Пересекши огромное пространство вокзала, накрытое стеклянным потолком, сквозь который просеивался серый свет ненастного дня, Эшер пытался вспомнить, кто был начальником венского отделения. По крайней мере Фэйрпорт должен был еще находиться в Вене, занимаясь между делом омолаживанием богатых пациентов, – суетливый, застенчивый, болезненный, в неизменных нитяных перчатках и с фанатическим блеском бледно-голубых глаз.
Эшер улыбнулся, вспомнив три дня, которые он провел с этим забавным ипохондриком, сопровождая его в отдаленное чешское селение, гае Фэйрпорт собирался побеседовать с крестьянами, заставшими в живых своих прадедов и прабабок, а сам Эшер намеревался исследовать местные варианты глагола byti или biti. Ну и заодно взглянуть на ведущую в Саксонию лесную дорогу, которую не к добру решили отремонтировать и расширить, причем за берлинские денежки. Старик ни разу не снял перчаток в течение всего путешествия, пил согретую воду из родников, ибо это благоприятно сказывалось на его печени, и употреблял только свою особую пищу.

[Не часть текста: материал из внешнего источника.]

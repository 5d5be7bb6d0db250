//! Pinning-service backend (Pinata-style JSON pinning API plus an IPFS gateway)

use async_trait::async_trait;
use reqwest::StatusCode;
use serde::Deserialize;
use serde_json::json;
use tracing::{debug, info, warn};

use super::{BlobStore, StoreError};
use crate::crypto::sha256;
use crate::domain::StorageLink;

const DEFAULT_GATEWAY_URL: &str = "https://gateway.pinata.cloud";

/// Pinning service configuration
#[derive(Debug, Clone)]
pub struct PinningConfig {
    /// Base URL of the pinning API
    pub api_url: String,
    /// Base URL of the gateway that serves pinned content
    pub gateway_url: String,
    /// Bearer token for the pinning API
    pub jwt: Option<String>,
}

impl PinningConfig {
    pub fn new(api_url: impl Into<String>, gateway_url: impl Into<String>) -> Self {
        Self {
            api_url: trim_base(api_url.into()),
            gateway_url: trim_base(gateway_url.into()),
            jwt: None,
        }
    }

    pub fn with_jwt(mut self, jwt: impl Into<String>) -> Self {
        self.jwt = Some(jwt.into());
        self
    }

    /// Load configuration from environment variables
    pub fn from_env() -> Option<Self> {
        let api_url = std::env::var("PINNING_API_URL").ok()?;
        let gateway_url =
            std::env::var("PINNING_GATEWAY_URL").unwrap_or_else(|_| DEFAULT_GATEWAY_URL.to_string());
        let jwt = std::env::var("PINNING_JWT").ok().filter(|s| !s.is_empty());

        Some(Self {
            api_url: trim_base(api_url),
            gateway_url: trim_base(gateway_url),
            jwt,
        })
    }
}

fn trim_base(url: String) -> String {
    url.trim_end_matches('/').to_string()
}

#[derive(Debug, Deserialize)]
struct PinResponse {
    #[serde(rename = "IpfsHash")]
    ipfs_hash: String,
}

/// Blob store backed by a JSON pinning API
#[derive(Debug, Clone)]
pub struct PinningStore {
    config: PinningConfig,
    client: reqwest::Client,
}

impl PinningStore {
    pub fn new(config: PinningConfig) -> Self {
        Self {
            config,
            client: reqwest::Client::new(),
        }
    }

    pub fn with_client(config: PinningConfig, client: reqwest::Client) -> Self {
        Self { config, client }
    }

    pub fn config(&self) -> &PinningConfig {
        &self.config
    }

    /// Gateway URL for a content id
    pub fn gateway_link(&self, cid: &str) -> StorageLink {
        StorageLink::new(format!("{}/ipfs/{}", self.config.gateway_url, cid))
    }

    /// Resolve a stored link to a fetchable URL.
    ///
    /// `ipfs://<cid>` and bare content ids go through the gateway.
    pub fn resolve(&self, link: &StorageLink) -> String {
        let raw = link.as_str().trim();
        if let Some(cid) = raw.strip_prefix("ipfs://") {
            return format!("{}/ipfs/{}", self.config.gateway_url, cid.trim_start_matches("ipfs/"));
        }
        if raw.starts_with("http://") || raw.starts_with("https://") {
            return raw.to_string();
        }
        format!("{}/ipfs/{}", self.config.gateway_url, raw)
    }
}

#[async_trait]
impl BlobStore for PinningStore {
    async fn upload(&self, blob: &[u8]) -> Result<StorageLink, StoreError> {
        let content = match serde_json::from_slice::<serde_json::Value>(blob) {
            Ok(value) => value,
            Err(_) => {
                let text = std::str::from_utf8(blob)
                    .map_err(|_| StoreError::InvalidBlob("blob is neither JSON nor text".into()))?;
                serde_json::Value::String(text.to_string())
            }
        };

        let digest = sha256(blob).to_hex();
        let name = format!("provenance-{}", &digest[2..18]);
        let body = json!({
            "pinataContent": content,
            "pinataMetadata": { "name": name },
        });

        let url = format!("{}/pinning/pinJSONToIPFS", self.config.api_url);
        let mut request = self.client.post(&url).json(&body);
        if let Some(jwt) = &self.config.jwt {
            request = request.bearer_auth(jwt);
        }

        let response = request.send().await.map_err(|e| {
            warn!(error = %e, "Pinning request failed");
            StoreError::Unavailable(e.to_string())
        })?;

        let status = response.status();
        if !status.is_success() {
            let detail = response.text().await.unwrap_or_default();
            warn!(status = %status, "Pinning service rejected upload");
            return Err(StoreError::Unavailable(format!(
                "pinning service returned {status}: {detail}"
            )));
        }

        let pinned: PinResponse = response
            .json()
            .await
            .map_err(|e| StoreError::Unavailable(format!("invalid pinning response: {e}")))?;
        if pinned.ipfs_hash.is_empty() {
            return Err(StoreError::Unavailable(
                "pinning response carried no content id".into(),
            ));
        }

        let link = self.gateway_link(&pinned.ipfs_hash);
        info!(cid = %pinned.ipfs_hash, name = %name, "Blob pinned");
        Ok(link)
    }

    async fn fetch(&self, link: &StorageLink) -> Result<Vec<u8>, StoreError> {
        let url = self.resolve(link);
        debug!(url = %url, "Fetching pinned blob");

        let response = self
            .client
            .get(&url)
            .send()
            .await
            .map_err(|e| StoreError::Unavailable(e.to_string()))?;

        match response.status() {
            StatusCode::NOT_FOUND => Err(StoreError::NotFound(link.clone())),
            status if !status.is_success() => Err(StoreError::Unavailable(format!(
                "gateway returned {status}"
            ))),
            _ => response
                .bytes()
                .await
                .map(|b| b.to_vec())
                .map_err(|e| StoreError::Unavailable(e.to_string())),
        }
    }

    fn name(&self) -> &'static str {
        "pinning"
    }
}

Местные крестьяне лишь трясли головами и называли его промеж собой «постирушкой» и «английской бабушкой», а владелец постоялого двора отвел Эшера в сторонку и вполне серьезно спросил, неужели в городе (имелась в виду Вена) нет докторов, которые бы вылечили беднягу. Было крайне сложно объяснить ему, что «английская бабушка» и есть такой доктор.

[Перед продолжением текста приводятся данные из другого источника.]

//! HTTP server bootstrap for the provenance service.
//!
//! This module wires together:
//! - configuration
//! - the ledger backend (contract, SQLite or in-memory)
//! - the blob store and connected identity
//! - the notification channel
//! - the Axum router

use std::net::SocketAddr;
use std::sync::Arc;

use anyhow::Context;
use axum::http::{HeaderValue, Method};
use axum::Router;
use tower_http::cors::{AllowOrigin, CorsLayer};
use tower_http::trace::TraceLayer;
use tracing::{info, warn};

use crate::crypto::IdentityCipher;
use crate::domain::Identity;
use crate::identity::{IdentityProvider, StaticIdentity};
use crate::infra::{shutdown_signal, ShutdownCoordinator};
use crate::ledger::{
    ContractLedger, ContractLedgerConfig, LedgerClient, MemoryLedger, SqliteLedger,
};
use crate::metrics::MetricsRegistry;
use crate::notifications::{NotificationChannel, NotificationConfig};
use crate::orchestrator::ProvenanceOrchestrator;
use crate::store::{MemoryBlobStore, PinningConfig, PinningStore, StoreClient};
use crate::telemetry::{init_telemetry, shutdown_telemetry, TelemetryConfig};

/// Which ledger backend to anchor to.
#[derive(Debug, Clone)]
pub enum LedgerBackendConfig {
    Contract(ContractLedgerConfig),
    Sqlite { url: String },
    Memory,
    None,
}

/// Which blob store to upload to.
#[derive(Debug, Clone)]
pub enum StoreBackendConfig {
    Pinning(PinningConfig),
    Memory,
    None,
}

/// Server configuration.
#[derive(Debug, Clone)]
pub struct Config {
    pub listen_addr: SocketAddr,
    pub ledger: LedgerBackendConfig,
    pub store: StoreBackendConfig,
    /// Connected identity; falls back to the contract signer
    pub identity_address: Option<String>,
    pub notifications: Option<NotificationConfig>,
    /// PBKDF2 iteration count for new records
    pub kdf_iterations: Option<u32>,
}

impl Config {
    /// Load configuration from environment variables.
    pub fn from_env() -> anyhow::Result<Self> {
        let port: u16 = std::env::var("PORT")
            .ok()
            .and_then(|p| p.parse().ok())
            .unwrap_or(8080);
        let host = std::env::var("HOST").unwrap_or_else(|_| "0.0.0.0".to_string());
        let listen_addr: SocketAddr = format!("{host}:{port}")
            .parse()
            .with_context(|| format!("Invalid listen address {host}:{port}"))?;

        let ledger = match std::env::var("LEDGER_BACKEND").ok().as_deref() {
            Some("contract") => LedgerBackendConfig::Contract(
                ContractLedgerConfig::from_env()
                    .context("LEDGER_BACKEND=contract requires LEDGER_RPC_URL, LEDGER_CONTRACT_ADDRESS and LEDGER_PRIVATE_KEY")?,
            ),
            Some("sqlite") => LedgerBackendConfig::Sqlite {
                url: sqlite_url_from_env(),
            },
            Some("memory") => LedgerBackendConfig::Memory,
            Some(other) => anyhow::bail!("Unknown LEDGER_BACKEND {other:?}"),
            None => match ContractLedgerConfig::from_env() {
                Some(contract) => LedgerBackendConfig::Contract(contract),
                None if std::env::var("LEDGER_DATABASE_URL").is_ok() => {
                    LedgerBackendConfig::Sqlite {
                        url: sqlite_url_from_env(),
                    }
                }
                None => LedgerBackendConfig::None,
            },
        };

        let store = match std::env::var("STORE_BACKEND").ok().as_deref() {
            Some("memory") => StoreBackendConfig::Memory,
            Some("pinning") | None => match PinningConfig::from_env() {
                Some(pinning) => StoreBackendConfig::Pinning(pinning),
                None => StoreBackendConfig::None,
            },
            Some("none") => StoreBackendConfig::None,
            Some(other) => anyhow::bail!("Unknown STORE_BACKEND {other:?}"),
        };

        let kdf_iterations = match std::env::var("KDF_ITERATIONS") {
            Ok(v) => Some(
                v.parse()
                    .with_context(|| format!("Invalid KDF_ITERATIONS {v:?}"))?,
            ),
            Err(_) => None,
        };

        Ok(Self {
            listen_addr,
            ledger,
            store,
            identity_address: std::env::var("IDENTITY_ADDRESS")
                .ok()
                .filter(|s| !s.trim().is_empty()),
            notifications: NotificationConfig::from_env(),
            kdf_iterations,
        })
    }
}

fn sqlite_url_from_env() -> String {
    std::env::var("LEDGER_DATABASE_URL")
        .unwrap_or_else(|_| "sqlite://provenance-ledger.db?mode=rwc".to_string())
}

/// Application state shared across handlers.
#[derive(Clone)]
pub struct AppState {
    pub orchestrator: ProvenanceOrchestrator,
    pub metrics: Arc<MetricsRegistry>,
    pub notifications: Option<Arc<NotificationChannel>>,
}

impl AppState {
    pub fn new(orchestrator: ProvenanceOrchestrator) -> Self {
        Self {
            orchestrator,
            metrics: Arc::new(MetricsRegistry::new()),
            notifications: None,
        }
    }

    pub fn with_notifications(mut self, channel: Arc<NotificationChannel>) -> Self {
        self.notifications = Some(channel);
        self
    }
}

/// Assemble the orchestrator from configuration.
pub async fn build_orchestrator(config: &Config) -> anyhow::Result<ProvenanceOrchestrator> {
    let mut signer_identity = None;

    let ledger = match &config.ledger {
        LedgerBackendConfig::Contract(contract) => {
            let ledger = ContractLedger::new(contract.clone())?;
            signer_identity = Some(ledger.signer_identity());
            info!(
                chain_id = ledger.chain_id(),
                contract = %contract.contract_address,
                "Contract ledger configured"
            );
            LedgerClient::new(Arc::new(ledger))
        }
        LedgerBackendConfig::Sqlite { url } => {
            let ledger = SqliteLedger::connect(url).await?;
            ledger.initialize().await?;
            info!(url = %url, "SQLite ledger configured");
            LedgerClient::new(Arc::new(ledger))
        }
        LedgerBackendConfig::Memory => {
            warn!("In-memory ledger configured; entries are lost on restart");
            LedgerClient::new(Arc::new(MemoryLedger::new()))
        }
        LedgerBackendConfig::None => {
            warn!("No ledger configured; store and verify requests will fail");
            LedgerClient::unconfigured()
        }
    };

    let store = match &config.store {
        StoreBackendConfig::Pinning(pinning) => {
            info!(api = %pinning.api_url, gateway = %pinning.gateway_url, "Pinning store configured");
            StoreClient::new(Arc::new(PinningStore::new(pinning.clone())))
        }
        StoreBackendConfig::Memory => {
            warn!("In-memory blob store configured; content is lost on restart");
            StoreClient::new(Arc::new(MemoryBlobStore::new()))
        }
        StoreBackendConfig::None => {
            info!("No blob store configured; uploads will be skipped");
            StoreClient::unconfigured()
        }
    };

    let identity: Arc<dyn IdentityProvider> =
        match config.identity_address.clone().map(Identity::new).or(signer_identity) {
            Some(identity) => {
                info!(identity = %identity, "Connected identity");
                Arc::new(StaticIdentity::new(identity))
            }
            None => {
                warn!("No identity connected; set IDENTITY_ADDRESS");
                Arc::new(StaticIdentity::none())
            }
        };

    let cipher = match config.kdf_iterations {
        Some(iterations) => IdentityCipher::with_iterations(iterations)?,
        None => IdentityCipher::new(),
    };

    Ok(ProvenanceOrchestrator::builder()
        .cipher(Arc::new(cipher))
        .store(store)
        .ledger(ledger)
        .identity(identity)
        .build())
}

/// Start the HTTP server.
pub async fn run() -> anyhow::Result<()> {
    init_telemetry(&TelemetryConfig::from_env())
        .map_err(|e| anyhow::anyhow!("Failed to initialize telemetry: {e}"))?;

    let config = Config::from_env()?;
    let orchestrator = build_orchestrator(&config).await?;
    let coordinator = ShutdownCoordinator::new();

    let mut state = AppState::new(orchestrator);
    if let Some(notifications) = &config.notifications {
        let channel = Arc::new(NotificationChannel::sse(notifications));
        let handle = channel.spawn(coordinator.signal());
        tokio::spawn(async move {
            match handle.await {
                Ok(Ok(())) => info!("Notification channel stopped"),
                Ok(Err(e)) => warn!(error = %e, "Notification channel gave up"),
                Err(e) => warn!(error = %e, "Notification task failed"),
            }
        });
        info!(url = %notifications.url, "Notification channel started");
        state = state.with_notifications(channel);
    }

    let app = build_router()?.with_state(state);

    info!("Starting HTTP server on {}", config.listen_addr);
    let listener = tokio::net::TcpListener::bind(config.listen_addr).await?;

    axum::serve(listener, app)
        .with_graceful_shutdown(async move {
            shutdown_signal().await;
            coordinator.shutdown();
        })
        .await?;

    shutdown_telemetry();
    Ok(())
}

/// Router with tracing and optional CORS layers.
pub fn build_router() -> anyhow::Result<Router<AppState>> {
    let mut router = crate::api::router().layer(TraceLayer::new_for_http());

    if let Some(cors_layer) = cors_layer_from_env()? {
        router = router.layer(cors_layer);
    }

    Ok(router)
}

fn cors_layer_from_env() -> anyhow::Result<Option<CorsLayer>> {
    let origins = match std::env::var("CORS_ALLOW_ORIGINS") {
        Ok(v) => v,
        Err(_) => return Ok(None),
    };

    let origins = origins.trim();
    if origins.is_empty() {
        return Ok(None);
    }

    let allow_origin = if origins == "*" {
        AllowOrigin::any()
    } else {
        let origins: Vec<HeaderValue> = origins
            .split(',')
            .map(|s| s.trim())
            .filter(|s| !s.is_empty())
            .map(|s| {
                s.parse::<HeaderValue>()
                    .map_err(|e| anyhow::anyhow!("Invalid CORS origin {s:?}: {e}"))
            })
            .collect::<anyhow::Result<_>>()?;
        AllowOrigin::list(origins)
    };

    Ok(Some(
        CorsLayer::new()
            .allow_origin(allow_origin)
            .allow_methods([Method::GET, Method::POST])
            .allow_headers([axum::http::header::CONTENT_TYPE]),
    ))
}
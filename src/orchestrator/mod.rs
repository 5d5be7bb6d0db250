//! Provenance orchestrator
//!
//! Ties the cipher, store client, hasher and ledger client into the store
//! flow (encrypt, upload, hash, anchor) and the verify flow (look up, gate,
//! fetch, re-hash, decrypt).

mod state;
mod verify;

use std::sync::Arc;

use futures::stream::BoxStream;

use crate::crypto::{IdentityCipher, RecordCipher};
use crate::domain::{Identity, LedgerEntry, RecordId, StoreReceipt, StoreRequest};
use crate::identity::{IdentityProvider, StaticIdentity};
use crate::infra::{Clock, Result, SystemClock};
use crate::ledger::{LedgerClient, LedgerError};
use crate::store::StoreClient;

pub use state::{FlowState, StoreFlow};

/// Capabilities shared by every flow
pub(crate) struct Components {
    pub(crate) cipher: Arc<dyn RecordCipher>,
    pub(crate) store: StoreClient,
    pub(crate) ledger: LedgerClient,
    pub(crate) identity: Arc<dyn IdentityProvider>,
    pub(crate) clock: Arc<dyn Clock>,
}

/// Entry point for store and verify flows
#[derive(Clone)]
pub struct ProvenanceOrchestrator {
    components: Arc<Components>,
}

impl ProvenanceOrchestrator {
    pub fn builder() -> OrchestratorBuilder {
        OrchestratorBuilder::default()
    }

    /// Start a store flow in `Idle`
    pub fn begin_store(&self, request: StoreRequest) -> StoreFlow {
        StoreFlow::new(self.components.clone(), request)
    }

    /// Run a store flow to completion
    pub async fn store(&self, request: StoreRequest) -> Result<StoreReceipt> {
        self.begin_store(request).run().await
    }

    /// Currently connected identity
    pub fn current_identity(&self) -> Option<Identity> {
        self.components.identity.current()
    }

    pub fn is_ledger_ready(&self) -> bool {
        self.components.ledger.is_ready()
    }

    pub fn is_store_configured(&self) -> bool {
        self.components.store.is_configured()
    }

    pub fn ledger(&self) -> &LedgerClient {
        &self.components.ledger
    }

    pub fn store_client(&self) -> &StoreClient {
        &self.components.store
    }

    /// Ledger entry for a record id
    pub async fn entry(&self, record_id: &RecordId) -> Result<Option<LedgerEntry>> {
        Ok(self.components.ledger.find(record_id).await?)
    }

    /// Every ledger entry, paged lazily
    pub fn entries(&self) -> BoxStream<'static, std::result::Result<LedgerEntry, LedgerError>> {
        self.components.ledger.list_all()
    }
}

impl std::fmt::Debug for ProvenanceOrchestrator {
    fn fmt(&self, f: &mut std::fmt::Formatter<'_>) -> std::fmt::Result {
        f.debug_struct("ProvenanceOrchestrator")
            .field("store", &self.components.store)
            .field("ledger", &self.components.ledger)
            .finish()
    }
}

/// Builder for [`ProvenanceOrchestrator`]
///
/// Defaults: `IdentityCipher`, no store, no ledger, no identity, wall clock.
#[derive(Default)]
pub struct OrchestratorBuilder {
    cipher: Option<Arc<dyn RecordCipher>>,
    store: Option<StoreClient>,
    ledger: Option<LedgerClient>,
    identity: Option<Arc<dyn IdentityProvider>>,
    clock: Option<Arc<dyn Clock>>,
}

impl OrchestratorBuilder {
    pub fn cipher(mut self, cipher: Arc<dyn RecordCipher>) -> Self {
        self.cipher = Some(cipher);
        self
    }

    pub fn store(mut self, store: StoreClient) -> Self {
        self.store = Some(store);
        self
    }

    pub fn ledger(mut self, ledger: LedgerClient) -> Self {
        self.ledger = Some(ledger);
        self
    }

    pub fn identity(mut self, identity: Arc<dyn IdentityProvider>) -> Self {
        self.identity = Some(identity);
        self
    }

    pub fn clock(mut self, clock: Arc<dyn Clock>) -> Self {
        self.clock = Some(clock);
        self
    }

    pub fn build(self) -> ProvenanceOrchestrator {
        let components = Components {
            cipher: self
                .cipher
                .unwrap_or_else(|| Arc::new(IdentityCipher::default())),
            store: self.store.unwrap_or_else(StoreClient::unconfigured),
            ledger: self.ledger.unwrap_or_else(LedgerClient::unconfigured),
            identity: self
                .identity
                .unwrap_or_else(|| Arc::new(StaticIdentity::none())),
            clock: self.clock.unwrap_or_else(|| Arc::new(SystemClock)),
        };
        ProvenanceOrchestrator {
            components: Arc::new(components),
        }
    }
}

Эшер усмехнулся этим своим воспоминаниям и возвратился в купе, чувствуя, что пока у него все складывается неплохо. Кроме отправки телеграмм, он еще купил «Нойе-Фрайе–Прессе» и две детские игрушки: медведя, который, будучи заведен с помощью ключа, бил в литавры, и ослика, умеющего ходить по наклонной плоскости. Обоих он привел в действие на столе и наблюдал за ними с мрачным удовлетворением.
Другие пассажиры возвращались в вагоны, отягощенные новыми книгами, журналами, газетами, сладостями и печеньем. Через окно он увидел мужчину, который скорее всего был тем самым ревнивым Стеффи, и его фееподобную венскую подружку с охапкой свежих цветов, улыбающуюся людской способности поверить в то, во что им хочется верить.